WORKING DATA:
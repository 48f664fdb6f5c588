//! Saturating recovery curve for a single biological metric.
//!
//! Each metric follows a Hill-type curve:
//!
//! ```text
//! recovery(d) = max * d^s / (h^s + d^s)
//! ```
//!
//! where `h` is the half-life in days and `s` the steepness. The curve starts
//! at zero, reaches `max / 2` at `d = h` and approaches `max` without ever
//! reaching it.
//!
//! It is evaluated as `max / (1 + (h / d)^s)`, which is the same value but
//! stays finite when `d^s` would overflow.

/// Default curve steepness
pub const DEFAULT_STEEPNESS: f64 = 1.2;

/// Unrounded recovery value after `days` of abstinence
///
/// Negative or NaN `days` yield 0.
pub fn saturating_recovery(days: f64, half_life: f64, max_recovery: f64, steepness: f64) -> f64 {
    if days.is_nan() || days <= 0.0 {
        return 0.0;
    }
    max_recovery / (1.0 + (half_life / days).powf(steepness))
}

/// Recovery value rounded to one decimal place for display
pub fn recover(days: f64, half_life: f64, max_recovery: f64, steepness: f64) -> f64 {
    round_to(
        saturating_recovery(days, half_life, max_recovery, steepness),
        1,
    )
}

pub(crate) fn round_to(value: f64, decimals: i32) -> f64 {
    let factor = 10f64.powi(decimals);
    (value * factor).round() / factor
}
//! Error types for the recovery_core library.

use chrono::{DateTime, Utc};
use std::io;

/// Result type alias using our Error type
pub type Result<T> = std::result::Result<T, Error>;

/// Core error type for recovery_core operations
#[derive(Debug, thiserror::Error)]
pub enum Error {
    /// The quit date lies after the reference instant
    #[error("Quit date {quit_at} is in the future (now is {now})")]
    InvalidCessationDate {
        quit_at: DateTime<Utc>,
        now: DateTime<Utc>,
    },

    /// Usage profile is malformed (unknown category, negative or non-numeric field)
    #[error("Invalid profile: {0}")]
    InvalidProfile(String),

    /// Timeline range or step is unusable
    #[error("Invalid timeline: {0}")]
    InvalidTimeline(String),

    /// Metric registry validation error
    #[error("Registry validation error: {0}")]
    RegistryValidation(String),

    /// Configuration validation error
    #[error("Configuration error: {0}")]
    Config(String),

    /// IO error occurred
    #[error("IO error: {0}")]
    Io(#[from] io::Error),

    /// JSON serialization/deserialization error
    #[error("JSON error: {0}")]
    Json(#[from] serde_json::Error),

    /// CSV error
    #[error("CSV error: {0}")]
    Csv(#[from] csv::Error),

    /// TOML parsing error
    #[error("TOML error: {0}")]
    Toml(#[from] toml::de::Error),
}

YOUR TASK:
Retype all of the material above with every character intact.

WORKED SOLUTION:
repository 48f664fdb6f5c588
//! Saturating recovery curve for a single biological metric.
//!
//! Each metric follows a Hill-type curve:
//!
//! ```text
//! recovery(d) = max * d^s / (h^s + d^s)
//! ```
//!
//! where `h` is the half-life in days and `s` the steepness. The curve starts
//! at zero, reaches `max / 2` at `d = h` and approaches `max` without ever
//! reaching it.
//!
//! It is evaluated as `max / (1 + (h / d)^s)`, which is the same value but
//! stays finite when `d^s` would overflow.

/// Default curve steepness
pub const DEFAULT_STEEPNESS: f64 = 1.2;

/// Unrounded recovery value after `days` of abstinence
///
/// Negative or NaN `days` yield 0.
pub fn saturating_recovery(days: f64, half_life: f64, max_recovery: f64, steepness: f64) -> f64 {
    if days.is_nan() || days <= 0.0 {
        return 0.0;
    }
    max_recovery / (1.0 + (half_life / days).powf(steepness))
}

/// Recovery value rounded to one decimal place for display
pub fn recover(days: f64, half_life: f64, max_recovery: f64, steepness: f64) -> f64 {
    round_to(
        saturating_recovery(days, half_life, max_recovery, steepness),
        1,
    )
}

pub(crate) fn round_to(value: f64, decimals: i32) -> f64 {
    let factor = 10f64.powi(decimals);
    (value * factor).round() / factor
}
//! Error types for the recovery_core library.

use chrono::{DateTime, Utc};
use std::io;

/// Result type alias using our Error type
pub type Result<T> = std::result::Result<T, Error>;

/// Core error type for recovery_core operations
#[derive(Debug, thiserror::Error)]
pub enum Error {
    /// The quit date lies after the reference instant
    #[error("Quit date {quit_at} is in the future (now is {now})")]
    InvalidCessationDate {
        quit_at: DateTime<Utc>,
        now: DateTime<Utc>,
    },

    /// Usage profile is malformed (unknown category, negative or non-numeric field)
    #[error("Invalid profile: {0}")]
    InvalidProfile(String),

    /// Timeline range or step is unusable
    #[error("Invalid timeline: {0}")]
    InvalidTimeline(String),

    /// Metric registry validation error
    #[error("Registry validation error: {0}")]
    RegistryValidation(String),

    /// Configuration validation error
    #[error("Configuration error: {0}")]
    Config(String),

    /// IO error occurred
    #[error("IO error: {0}")]
    Io(#[from] io::Error),

    /// JSON serialization/deserialization error
    #[error("JSON error: {0}")]
    Json(#[from] serde_json::Error),

    /// CSV error
    #[error("CSV error: {0}")]
    Csv(#[from] csv::Error),

    /// TOML parsing error
    #[error("TOML error: {0}")]
    Toml(#[from] toml::de::Error),
}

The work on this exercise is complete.